■ BRIEF
Within the records below, find each line with the word "Some" and copy it out.
== SOURCE MATERIAL ==
//! Per-device options handed to converters and the publish path.
//!
//! Options come from configuration in two layers: global defaults that
//! apply to every device, and per-device overrides keyed by address.
//! [`DeviceOptions::merged_with`] combines them key-wise, the device
//! layer winning.

use std::time::Duration;

use serde::{Deserialize, Serialize};
use serde_json::{Map, Value};

/// Options for one device, merged from global and per-device configuration.
#[derive(Debug, Clone, Default, PartialEq, Serialize, Deserialize)]
pub struct DeviceOptions {
    /// Human-readable name used by consumers; no pipeline semantics.
    #[serde(skip_serializing_if = "Option::is_none")]
    pub friendly_name: Option<String>,
    /// Quiet window in seconds for the debounce aggregator; absent or
    /// zero means publish immediately.
    #[serde(skip_serializing_if = "Option::is_none")]
    pub debounce: Option<f64>,
    /// Free-form converter options (e.g. `temperature_precision`).
    #[serde(flatten)]
    pub extra: Map<String, Value>,
}

impl DeviceOptions {
    /// Overlay `self` on top of `base`: every key present here wins,
    /// everything else falls through to `base`.
    #[must_use]
    pub fn merged_with(&self, base: &DeviceOptions) -> DeviceOptions {
        let mut extra = base.extra.clone();
        for (key, value) in &self.extra {
            extra.insert(key.clone(), value.clone());
        }
        DeviceOptions {
            friendly_name: self
                .friendly_name
                .clone()
                .or_else(|| base.friendly_name.clone()),
            debounce: self.debounce.or(base.debounce),
            extra,
        }
    }

    /// The debounce quiet window, when one is configured and positive.
    #[must_use]
    pub fn debounce_window(&self) -> Option<Duration> {
        self.debounce
            .filter(|secs| *secs > 0.0)
            .map(Duration::from_secs_f64)
    }

    /// Read a free-form option.
    #[must_use]
    pub fn get(&self, key: &str) -> Option<&Value> {
        self.extra.get(key)
    }
}

#[cfg(test)]
mod tests {
    use super::*;
    use serde_json::json;

    #[test]
    fn should_default_to_no_options() {
        let options = DeviceOptions::default();
        assert!(options.friendly_name.is_none());
        assert!(options.debounce_window().is_none());
        assert!(options.extra.is_empty());
    }

    #[test]
    fn should_expose_positive_debounce_as_window() {
        let options = DeviceOptions {
            debounce: Some(1.5),
            ..DeviceOptions::default()
        };
        assert_eq!(options.debounce_window(), Some(Duration::from_millis(1500)));
    }

    #[test]
    fn should_treat_zero_debounce_as_disabled() {
        let options = DeviceOptions {
            debounce: Some(0.0),
            ..DeviceOptions::default()
        };
        assert!(options.debounce_window().is_none());
    }

    #[test]
    fn should_merge_with_device_layer_winning() {
        let global: DeviceOptions =
            serde_json::from_value(json!({"debounce": 2.0, "temperature_precision": 1}))
                .unwrap();
        let device: DeviceOptions =
            serde_json::from_value(json!({"friendly_name": "kitchen", "debounce": 0.5}))
                .unwrap();

        let merged = device.merged_with(&global);
        assert_eq!(merged.friendly_name.as_deref(), Some("kitchen"));
        assert_eq!(merged.debounce, Some(0.5));
        assert_eq!(merged.get("temperature_precision"), Some(&json!(1)));
    }

    #[test]
    fn should_merge_free_form_keys_with_device_layer_winning() {
        let global: DeviceOptions =
            serde_json::from_value(json!({"occupancy_timeout": 90, "temperature_precision": 2}))
                .unwrap();
        let device: DeviceOptions =
            serde_json::from_value(json!({"temperature_precision": 1})).unwrap();

        let merged = device.merged_with(&global);
        assert_eq!(merged.get("temperature_precision"), Some(&json!(1)));
        assert_eq!(merged.get("occupancy_timeout"), Some(&json!(90)));
    }

    #[test]
    fn should_deserialize_free_form_keys_into_extra() {
        let options: DeviceOptions =
            serde_json::from_value(json!({"debounce": 1.0, "custom": true})).unwrap();
        assert_eq!(options.debounce, Some(1.0));
        assert_eq!(options.get("custom"), Some(&json!(true)));
    }
}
===
■ EXERCISE RESPONSE
            debounce: Some(1.5),
        assert_eq!(options.debounce_window(), Some(Duration::from_millis(1500)));
            debounce: Some(0.0),
        assert_eq!(merged.friendly_name.as_deref(), Some("kitchen"));
        assert_eq!(merged.debounce, Some(0.5));
        assert_eq!(merged.get("temperature_precision"), Some(&json!(1)));
        assert_eq!(merged.get("temperature_precision"), Some(&json!(1)));
        assert_eq!(merged.get("occupancy_timeout"), Some(&json!(90)));
        assert_eq!(options.debounce, Some(1.0));
        assert_eq!(options.get("custom"), Some(&json!(true)));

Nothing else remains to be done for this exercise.